İşte bu ahval ve şerait için mütedeyyin kesim de sinema ile arasındaki buzları eritti. Sinemaya gitmek artık dindarlar için de mühim bir faaliyet halini aldı. Hatta genç kitlede ciddi bir sinefil potansiyeli oluştu. Mütedeyyin gençler film çekip festivallerde boy gösterir oldu.
Peki, sinema ile arasındaki soğukluğu gideren dindarlar ‘komedi filmleri’ ile nasıl bir ilişki içinde?
Ülkemizde mütedeyyin kodlarla ya da hassasiyetlere riayet ederek komedi yapan çok az kişi oldu/oluyor. Bense daha çok izleyici kısmındayım.
Dindar izleyici, hassasiyetlerine riayet etmeyen filmlere gidiyor mu?
Gittiği filmleri neye göre seçiyor?
Ülkemizde komedi sineması ciddi bir üretim alanındayken, mütedeyyin izleyici bu formülün neresinde duruyor?
Hassasiyet gözeten filmler, diğerlerine nazaran neden ilgi görmüyor?
Hassasiyet gözeterek yapılan filmlerdeki sorun ne? Diğerleri kadar “iyi” değil mi?
İzleyicinin böyle bir derdi var mı?
Dindar izleyicinin böyle bir derdi var mı?
Bir de üretici açısından bakalım…
Bir tarafta komediyi uçkura indirgeyen ya da hassasiyet gözetmeyen filmler varken, diğer tarafta hassasiyet gözettiğini iddia eden fekat komediyi şive yapmak ve kaba durum gösterisinden ibaret sunan manzara var. Neden?

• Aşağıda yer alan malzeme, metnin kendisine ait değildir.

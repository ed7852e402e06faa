//! The fixed square `[-1,1]²` the chaos game plays on.
//!
//! - Corners are indexed 0..4 clockwise from the top-left:
//!   `(-1,1), (1,1), (1,-1), (-1,-1)`.
//! - Corner `i` and corner `(i + 2) % 4` are diagonal to each other.

use nalgebra::Vector2;

/// A point in the plane.
pub type Point2 = Vector2<f64>;

/// Number of corners of the square.
pub const CORNER_COUNT: usize = 4;

/// Half extent of the square; corners sit at `±HALF_EXTENT`.
pub const HALF_EXTENT: f64 = 1.0;

/// Corner coordinates, indexed 0..4.
pub const CORNERS: [[f64; 2]; CORNER_COUNT] = [[-1.0, 1.0], [1.0, 1.0], [1.0, -1.0], [-1.0, -1.0]];

/// Corner `i` as a point, or `None` if `i >= 4`.
#[inline]
pub fn corner(i: usize) -> Option<Point2> {
    CORNERS.get(i).map(|&[x, y]| Vector2::new(x, y))
}

/// Index of the corner diagonally opposite `i`.
#[inline]
pub fn diagonal_of(i: usize) -> usize {
    (i + 2) % CORNER_COUNT
}

/// True if choosing `next` after `prev` would jump across the diagonal.
#[inline]
pub fn is_diagonal(prev: usize, next: usize) -> bool {
    next % CORNER_COUNT == diagonal_of(prev)
}

#[inline]
pub fn midpoint(a: Point2, b: Point2) -> Point2 {
    Vector2::new((a.x + b.x) / 2.0, (a.y + b.y) / 2.0)
}

/// Closed-square membership with slack `eps`.
#[inline]
pub fn contains_eps(p: Point2, eps: f64) -> bool {
    p.x.abs() <= HALF_EXTENT + eps && p.y.abs() <= HALF_EXTENT + eps
}

#[cfg(test)]
mod tests {
    use super::*;
    use nalgebra::vector;

    #[test]
    fn corners_are_clockwise_from_top_left() {
        assert_eq!(corner(0), Some(vector![-1.0, 1.0]));
        assert_eq!(corner(1), Some(vector![1.0, 1.0]));
        assert_eq!(corner(2), Some(vector![1.0, -1.0]));
        assert_eq!(corner(3), Some(vector![-1.0, -1.0]));
        assert_eq!(corner(4), None);
    }

    #[test]
    fn diagonals_pair_up() {
        assert!(is_diagonal(0, 2));
        assert!(is_diagonal(2, 0));
        assert!(is_diagonal(1, 3));
        assert!(is_diagonal(3, 1));
        for i in 0..CORNER_COUNT {
            assert!(!is_diagonal(i, i));
            assert!(!is_diagonal(i, (i + 1) % CORNER_COUNT));
            assert!(!is_diagonal(i, (i + 3) % CORNER_COUNT));
            // Diagonal corners are reflections through the origin.
            let a = corner(i).unwrap();
            let b = corner(diagonal_of(i)).unwrap();
            assert!((a + b).norm() < 1e-15);
        }
    }

    #[test]
    fn midpoint_stays_inside() {
        let m = midpoint(vector![0.5, 0.5], corner(1).unwrap());
        assert!((m - vector![0.75, 0.75]).norm() < 1e-15);
        assert!(contains_eps(m, 0.0));
        assert!(!contains_eps(vector![1.0 + 1e-6, 0.0], 0.0));
    }
}
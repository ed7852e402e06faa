//! Curated internal API (UNSTABLE).
//!
//! Important
//! - This is not a public API. It is a convenience surface for project-internal
//!   callers (the CLI, benches, examples). Breaking changes are allowed.

// Chaos game
pub use crate::chaos::{
    generate_points, point_count, ChaosCfg, ChaosError, ChaosGenerator, SeedPointMode, Step,
    DEFAULT_MAX_CORNER_DRAWS,
};
pub use crate::source::{RandomSource, RngSource, ScriptedSource, SourceError};
pub use crate::square::{corner, diagonal_of, is_diagonal, midpoint, Point2, CORNERS};
// Placement and views
pub use crate::affine::Aff2;
pub use crate::ring::{parse_figure, Figure, FigureError, RingAnimation, RingCfg, RING_VIEW};
pub use crate::view::{Ortho2, ViewError};
// Contours
pub use crate::contour::{
    grid_lines, marching_squares, ContourCfg, ContourError, EdgePlacement, Field, Segment, MAX_CELLS,
};

/// Pixel coordinates of every point, for a `width × height` window showing `view`.
pub fn to_pixels(
    points: &[Point2],
    view: &Ortho2,
    width: u32,
    height: u32,
) -> Result<Vec<Point2>, ViewError> {
    points
        .iter()
        .map(|&p| view.to_pixel(p, width, height))
        .collect()
}

#[cfg(test)]
mod tests {
    use super::*;
    use nalgebra::vector;

    #[test]
    fn seeded_points_map_into_window() {
        let pts = generate_points(200, 5, ChaosCfg::default()).unwrap();
        let px = to_pixels(&pts, &Ortho2::DOT_PLOT, 640, 480).unwrap();
        assert_eq!(px.len(), pts.len());
        for p in px {
            assert!((0.0..=640.0).contains(&p.x));
            assert!((0.0..=480.0).contains(&p.y));
        }
    }

    #[test]
    fn empty_window_is_rejected() {
        let pts = vec![vector![0.0, 0.0]];
        assert!(to_pixels(&pts, &Ortho2::DOT_PLOT, 640, 0).is_err());
        assert!(to_pixels(&[], &Ortho2::DOT_PLOT, 640, 0).unwrap().is_empty());
    }
}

Hepiniz kabul edersiniz ki komedi zeka işidir.
Bir de sanatsal zeka söz konusu olduğunda iş daha da zorlaşıyor.
Peki, mütedeyyin kesimde bu sanatsal zekada film üretecek kaç kişi var?
Ve izleyici, bu üretim durumunda ne tepki verecek?
Bende bu soruların bazı cevapları ama sizin cevaplarınıza bırakıyorum yazının kalan kısmını…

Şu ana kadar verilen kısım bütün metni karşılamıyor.